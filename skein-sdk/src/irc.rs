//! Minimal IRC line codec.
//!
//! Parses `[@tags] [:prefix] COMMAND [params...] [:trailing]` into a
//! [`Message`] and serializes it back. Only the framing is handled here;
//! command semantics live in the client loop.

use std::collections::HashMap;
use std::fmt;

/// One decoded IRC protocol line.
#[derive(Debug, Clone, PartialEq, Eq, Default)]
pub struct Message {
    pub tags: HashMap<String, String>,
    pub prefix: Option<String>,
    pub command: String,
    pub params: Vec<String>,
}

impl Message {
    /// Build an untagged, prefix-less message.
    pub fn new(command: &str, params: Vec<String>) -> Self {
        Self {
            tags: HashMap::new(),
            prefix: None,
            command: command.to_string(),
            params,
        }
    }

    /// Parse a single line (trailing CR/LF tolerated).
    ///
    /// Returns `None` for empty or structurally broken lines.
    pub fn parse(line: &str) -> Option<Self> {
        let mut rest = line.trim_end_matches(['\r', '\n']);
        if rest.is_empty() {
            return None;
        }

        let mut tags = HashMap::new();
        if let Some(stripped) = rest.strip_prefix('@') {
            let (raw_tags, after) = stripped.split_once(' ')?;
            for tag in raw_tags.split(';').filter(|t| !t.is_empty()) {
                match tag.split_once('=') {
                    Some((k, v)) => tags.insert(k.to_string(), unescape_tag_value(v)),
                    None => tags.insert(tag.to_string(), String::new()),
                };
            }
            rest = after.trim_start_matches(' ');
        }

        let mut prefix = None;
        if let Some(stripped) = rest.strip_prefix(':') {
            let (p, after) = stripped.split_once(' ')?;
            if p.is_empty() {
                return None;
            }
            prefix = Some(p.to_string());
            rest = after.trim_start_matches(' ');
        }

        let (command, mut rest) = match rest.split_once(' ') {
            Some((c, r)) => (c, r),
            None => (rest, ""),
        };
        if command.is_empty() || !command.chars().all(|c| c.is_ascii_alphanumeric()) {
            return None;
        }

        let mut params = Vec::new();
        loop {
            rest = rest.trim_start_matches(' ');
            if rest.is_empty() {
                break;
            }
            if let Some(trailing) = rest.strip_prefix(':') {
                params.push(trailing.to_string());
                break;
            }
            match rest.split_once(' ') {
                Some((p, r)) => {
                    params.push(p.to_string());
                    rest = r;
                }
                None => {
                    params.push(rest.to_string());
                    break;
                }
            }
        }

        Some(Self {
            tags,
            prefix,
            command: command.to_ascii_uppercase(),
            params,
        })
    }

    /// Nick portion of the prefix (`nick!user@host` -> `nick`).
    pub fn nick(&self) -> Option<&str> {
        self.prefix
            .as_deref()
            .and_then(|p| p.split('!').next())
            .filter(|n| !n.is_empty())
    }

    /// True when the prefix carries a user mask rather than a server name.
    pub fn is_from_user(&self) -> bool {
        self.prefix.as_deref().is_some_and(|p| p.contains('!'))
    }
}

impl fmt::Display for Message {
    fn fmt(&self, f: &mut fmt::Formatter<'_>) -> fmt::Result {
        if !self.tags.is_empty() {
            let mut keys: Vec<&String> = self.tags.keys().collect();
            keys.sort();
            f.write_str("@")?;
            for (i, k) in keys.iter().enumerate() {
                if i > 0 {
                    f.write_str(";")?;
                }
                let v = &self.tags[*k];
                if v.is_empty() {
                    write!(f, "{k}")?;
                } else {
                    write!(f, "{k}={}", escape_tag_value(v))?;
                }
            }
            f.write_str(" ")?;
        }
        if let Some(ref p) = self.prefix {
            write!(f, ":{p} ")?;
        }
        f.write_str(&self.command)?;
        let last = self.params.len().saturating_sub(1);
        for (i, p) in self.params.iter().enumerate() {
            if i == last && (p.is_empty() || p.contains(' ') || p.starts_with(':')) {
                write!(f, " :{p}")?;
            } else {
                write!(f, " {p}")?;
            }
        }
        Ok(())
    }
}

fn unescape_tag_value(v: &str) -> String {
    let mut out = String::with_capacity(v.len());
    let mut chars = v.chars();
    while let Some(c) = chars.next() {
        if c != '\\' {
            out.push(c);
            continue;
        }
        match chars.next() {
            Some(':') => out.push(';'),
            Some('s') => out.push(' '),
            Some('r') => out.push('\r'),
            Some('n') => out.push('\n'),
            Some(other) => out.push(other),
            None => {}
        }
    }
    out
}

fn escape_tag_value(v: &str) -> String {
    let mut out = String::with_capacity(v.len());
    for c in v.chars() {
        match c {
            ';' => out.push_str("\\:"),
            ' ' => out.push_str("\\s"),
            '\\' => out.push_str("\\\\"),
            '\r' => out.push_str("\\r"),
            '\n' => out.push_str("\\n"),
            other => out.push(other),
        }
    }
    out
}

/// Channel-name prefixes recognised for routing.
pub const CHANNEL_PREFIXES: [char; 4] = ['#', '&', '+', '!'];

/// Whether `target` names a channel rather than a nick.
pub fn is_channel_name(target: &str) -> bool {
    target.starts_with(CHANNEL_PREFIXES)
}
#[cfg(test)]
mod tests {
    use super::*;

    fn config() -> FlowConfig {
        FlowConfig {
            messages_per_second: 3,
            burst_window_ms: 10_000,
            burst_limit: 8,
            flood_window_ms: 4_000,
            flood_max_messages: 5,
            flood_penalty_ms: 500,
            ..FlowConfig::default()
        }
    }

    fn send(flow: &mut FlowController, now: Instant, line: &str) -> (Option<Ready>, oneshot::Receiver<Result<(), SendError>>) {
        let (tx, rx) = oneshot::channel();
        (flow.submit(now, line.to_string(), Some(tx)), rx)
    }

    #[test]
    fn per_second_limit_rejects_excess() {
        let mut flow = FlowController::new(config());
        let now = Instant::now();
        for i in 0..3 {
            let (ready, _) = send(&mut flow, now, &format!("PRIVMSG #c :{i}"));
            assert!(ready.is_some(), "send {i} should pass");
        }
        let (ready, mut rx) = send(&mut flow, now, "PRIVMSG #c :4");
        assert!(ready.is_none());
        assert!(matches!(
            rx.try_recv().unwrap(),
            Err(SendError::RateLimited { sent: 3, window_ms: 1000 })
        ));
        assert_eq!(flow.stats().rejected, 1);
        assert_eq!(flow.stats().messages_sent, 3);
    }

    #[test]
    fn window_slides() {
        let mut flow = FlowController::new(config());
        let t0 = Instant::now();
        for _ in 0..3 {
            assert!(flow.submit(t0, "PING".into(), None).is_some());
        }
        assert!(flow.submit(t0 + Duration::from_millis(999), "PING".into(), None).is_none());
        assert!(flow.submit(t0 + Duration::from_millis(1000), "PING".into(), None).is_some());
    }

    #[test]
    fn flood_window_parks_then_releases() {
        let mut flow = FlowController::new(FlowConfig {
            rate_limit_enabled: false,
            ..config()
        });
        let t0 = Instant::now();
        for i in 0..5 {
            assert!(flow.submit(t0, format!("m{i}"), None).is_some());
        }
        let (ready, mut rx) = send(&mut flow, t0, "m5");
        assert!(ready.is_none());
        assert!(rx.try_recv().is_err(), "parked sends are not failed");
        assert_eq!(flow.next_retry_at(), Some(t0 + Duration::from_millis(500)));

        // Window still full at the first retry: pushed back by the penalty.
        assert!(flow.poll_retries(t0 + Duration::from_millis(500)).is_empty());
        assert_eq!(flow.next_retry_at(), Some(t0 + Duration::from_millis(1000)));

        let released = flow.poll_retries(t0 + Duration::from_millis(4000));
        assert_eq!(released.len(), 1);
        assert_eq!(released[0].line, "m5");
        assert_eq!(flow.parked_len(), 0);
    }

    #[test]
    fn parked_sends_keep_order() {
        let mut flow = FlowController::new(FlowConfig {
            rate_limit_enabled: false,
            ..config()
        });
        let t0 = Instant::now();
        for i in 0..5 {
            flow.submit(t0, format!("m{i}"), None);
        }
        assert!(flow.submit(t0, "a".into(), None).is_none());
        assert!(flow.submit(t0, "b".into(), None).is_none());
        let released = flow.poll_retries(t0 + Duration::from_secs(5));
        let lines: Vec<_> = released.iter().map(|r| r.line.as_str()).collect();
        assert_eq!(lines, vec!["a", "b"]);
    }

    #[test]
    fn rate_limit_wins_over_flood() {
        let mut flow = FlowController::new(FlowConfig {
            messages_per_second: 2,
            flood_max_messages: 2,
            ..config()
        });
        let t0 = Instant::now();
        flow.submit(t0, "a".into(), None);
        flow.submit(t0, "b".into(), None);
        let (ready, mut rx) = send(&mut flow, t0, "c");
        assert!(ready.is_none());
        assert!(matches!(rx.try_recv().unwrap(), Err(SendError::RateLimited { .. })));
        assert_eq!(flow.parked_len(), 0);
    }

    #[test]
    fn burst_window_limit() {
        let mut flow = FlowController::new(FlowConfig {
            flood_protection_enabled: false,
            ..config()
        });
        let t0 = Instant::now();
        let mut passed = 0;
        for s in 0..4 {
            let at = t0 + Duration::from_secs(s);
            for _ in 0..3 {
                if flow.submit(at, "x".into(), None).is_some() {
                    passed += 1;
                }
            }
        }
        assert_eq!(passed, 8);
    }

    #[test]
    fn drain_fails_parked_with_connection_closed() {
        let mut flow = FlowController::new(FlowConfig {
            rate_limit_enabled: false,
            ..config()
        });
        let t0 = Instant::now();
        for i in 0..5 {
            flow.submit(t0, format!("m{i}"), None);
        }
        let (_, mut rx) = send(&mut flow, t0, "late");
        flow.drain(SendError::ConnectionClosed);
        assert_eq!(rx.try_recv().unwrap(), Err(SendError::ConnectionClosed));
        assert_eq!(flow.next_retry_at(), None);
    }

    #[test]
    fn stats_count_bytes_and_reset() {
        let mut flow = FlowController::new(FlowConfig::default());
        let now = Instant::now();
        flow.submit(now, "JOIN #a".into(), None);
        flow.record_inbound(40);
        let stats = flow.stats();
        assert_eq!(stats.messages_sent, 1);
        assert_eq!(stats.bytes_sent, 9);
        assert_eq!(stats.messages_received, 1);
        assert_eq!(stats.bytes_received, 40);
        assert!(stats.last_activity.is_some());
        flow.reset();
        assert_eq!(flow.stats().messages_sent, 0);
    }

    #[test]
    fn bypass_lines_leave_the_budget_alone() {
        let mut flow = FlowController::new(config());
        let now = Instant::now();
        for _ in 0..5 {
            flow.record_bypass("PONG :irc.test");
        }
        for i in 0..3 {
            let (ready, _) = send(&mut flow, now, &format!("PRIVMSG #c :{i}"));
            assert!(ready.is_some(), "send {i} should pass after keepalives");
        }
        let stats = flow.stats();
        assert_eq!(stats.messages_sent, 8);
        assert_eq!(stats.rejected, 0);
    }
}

::::

▸ EXERCISE INSTRUCTIONS
All lines in the records above that contain "RateLimited" are to be reported.

▸ COMPLETED TASK
            Err(SendError::RateLimited { sent: 3, window_ms: 1000 })
        assert!(matches!(rx.try_recv().unwrap(), Err(SendError::RateLimited { .. })));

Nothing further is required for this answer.